§ **Activity**
From the entries that follow, report every line in which "collection" occurs.

[Data entries]
• • • • •

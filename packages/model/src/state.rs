use serde::{Deserialize, Serialize};

use crate::values::PropValues;

/// The in-memory representation of one file's rendered output: a flat,
/// insertion-ordered list of nodes. Each node except the roots carries a
/// `parent_uuid` referencing another node in the same list; nesting is
/// reconstructed by grouping children under their parent in list order.
pub type ComponentTree = Vec<ComponentState>;

/// One node of a component tree, discriminated by kind.
#[derive(Debug, Clone, PartialEq, Serialize, Deserialize)]
#[serde(tag = "kind", rename_all = "camelCase")]
pub enum ComponentState {
    /// A directly-authored component backed by a component file.
    Standard(StandardComponentState),
    /// Same shape as Standard, but the referenced metadata is a reusable
    /// sub-tree (a module file) rather than a leaf component.
    Module(StandardComponentState),
    /// Structural grouping node, emitted when markup has multiple top-level
    /// siblings.
    Fragment(FragmentState),
    /// A primitive platform element addressed by tag name only. Props are
    /// not currently editable.
    BuiltIn(BuiltInState),
    /// Renders its single wrapped child once per item of a collection.
    Repeater(RepeaterState),
    /// Produced when parsing cannot classify a node. Excluded from
    /// generation.
    Error(ErrorComponentState),
}

#[derive(Debug, Clone, PartialEq, Serialize, Deserialize)]
#[serde(rename_all = "camelCase")]
pub struct StandardComponentState {
    pub component_name: String,
    pub props: PropValues,
    pub uuid: String,
    #[serde(skip_serializing_if = "Option::is_none")]
    pub parent_uuid: Option<String>,
    pub metadata_uuid: String,
}

#[derive(Debug, Clone, PartialEq, Serialize, Deserialize)]
#[serde(rename_all = "camelCase")]
pub struct FragmentState {
    pub uuid: String,
    #[serde(skip_serializing_if = "Option::is_none")]
    pub parent_uuid: Option<String>,
}

#[derive(Debug, Clone, PartialEq, Serialize, Deserialize)]
#[serde(rename_all = "camelCase")]
pub struct BuiltInState {
    pub component_name: String,
    pub uuid: String,
    #[serde(skip_serializing_if = "Option::is_none")]
    pub parent_uuid: Option<String>,
}

#[derive(Debug, Clone, PartialEq, Serialize, Deserialize)]
#[serde(rename_all = "camelCase")]
pub struct RepeaterState {
    pub uuid: String,
    #[serde(skip_serializing_if = "Option::is_none")]
    pub parent_uuid: Option<String>,
    /// Source expression that must resolve to a collection at render time,
    /// e.g. `document.services`.
    pub list_expression: String,
    pub repeated_component: RepeatedComponent,
}

/// The single component wrapped by a repeater. Carries no ids of its own;
/// the repeater's ids stand in for it.
#[derive(Debug, Clone, PartialEq, Serialize, Deserialize)]
#[serde(rename_all = "camelCase")]
pub struct RepeatedComponent {
    pub kind: RepeatedComponentKind,
    pub component_name: String,
    pub props: PropValues,
    pub metadata_uuid: String,
}

#[derive(Debug, Clone, Copy, PartialEq, Eq, Serialize, Deserialize)]
pub enum RepeatedComponentKind {
    Standard,
    Module,
}

#[derive(Debug, Clone, PartialEq, Serialize, Deserialize)]
#[serde(rename_all = "camelCase")]
pub struct ErrorComponentState {
    pub component_name: String,
    pub message: String,
    pub uuid: String,
    #[serde(skip_serializing_if = "Option::is_none")]
    pub parent_uuid: Option<String>,
}

impl ComponentState {
    pub fn uuid(&self) -> &str {
        match self {
            ComponentState::Standard(s) | ComponentState::Module(s) => &s.uuid,
            ComponentState::Fragment(s) => &s.uuid,
            ComponentState::BuiltIn(s) => &s.uuid,
            ComponentState::Repeater(s) => &s.uuid,
            ComponentState::Error(s) => &s.uuid,
        }
    }

    pub fn parent_uuid(&self) -> Option<&str> {
        match self {
            ComponentState::Standard(s) | ComponentState::Module(s) => s.parent_uuid.as_deref(),
            ComponentState::Fragment(s) => s.parent_uuid.as_deref(),
            ComponentState::BuiltIn(s) => s.parent_uuid.as_deref(),
            ComponentState::Repeater(s) => s.parent_uuid.as_deref(),
            ComponentState::Error(s) => s.parent_uuid.as_deref(),
        }
    }

    pub fn set_parent_uuid(&mut self, parent_uuid: Option<String>) {
        match self {
            ComponentState::Standard(s) | ComponentState::Module(s) => s.parent_uuid = parent_uuid,
            ComponentState::Fragment(s) => s.parent_uuid = parent_uuid,
            ComponentState::BuiltIn(s) => s.parent_uuid = parent_uuid,
            ComponentState::Repeater(s) => s.parent_uuid = parent_uuid,
            ComponentState::Error(s) => s.parent_uuid = parent_uuid,
        }
    }

    /// Tag or component name this node renders as, if it has one.
    pub fn component_name(&self) -> Option<&str> {
        match self {
            ComponentState::Standard(s) | ComponentState::Module(s) => Some(&s.component_name),
            ComponentState::BuiltIn(s) => Some(&s.component_name),
            ComponentState::Repeater(s) => Some(&s.repeated_component.component_name),
            ComponentState::Error(s) => Some(&s.component_name),
            ComponentState::Fragment(_) => None,
        }
    }

    pub fn props(&self) -> Option<&PropValues> {
        match self {
            ComponentState::Standard(s) | ComponentState::Module(s) => Some(&s.props),
            ComponentState::Repeater(s) => Some(&s.repeated_component.props),
            _ => None,
        }
    }

    /// Whether this node's props can be edited (Standard, Module, or the
    /// component wrapped by a Repeater).
    pub fn is_editable(&self) -> bool {
        matches!(
            self,
            ComponentState::Standard(_) | ComponentState::Module(_) | ComponentState::Repeater(_)
        )
    }
}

• • • • •

§ **Exercise result**
    /// Renders its single wrapped child once per item of a collection.
    /// Source expression that must resolve to a collection at render time,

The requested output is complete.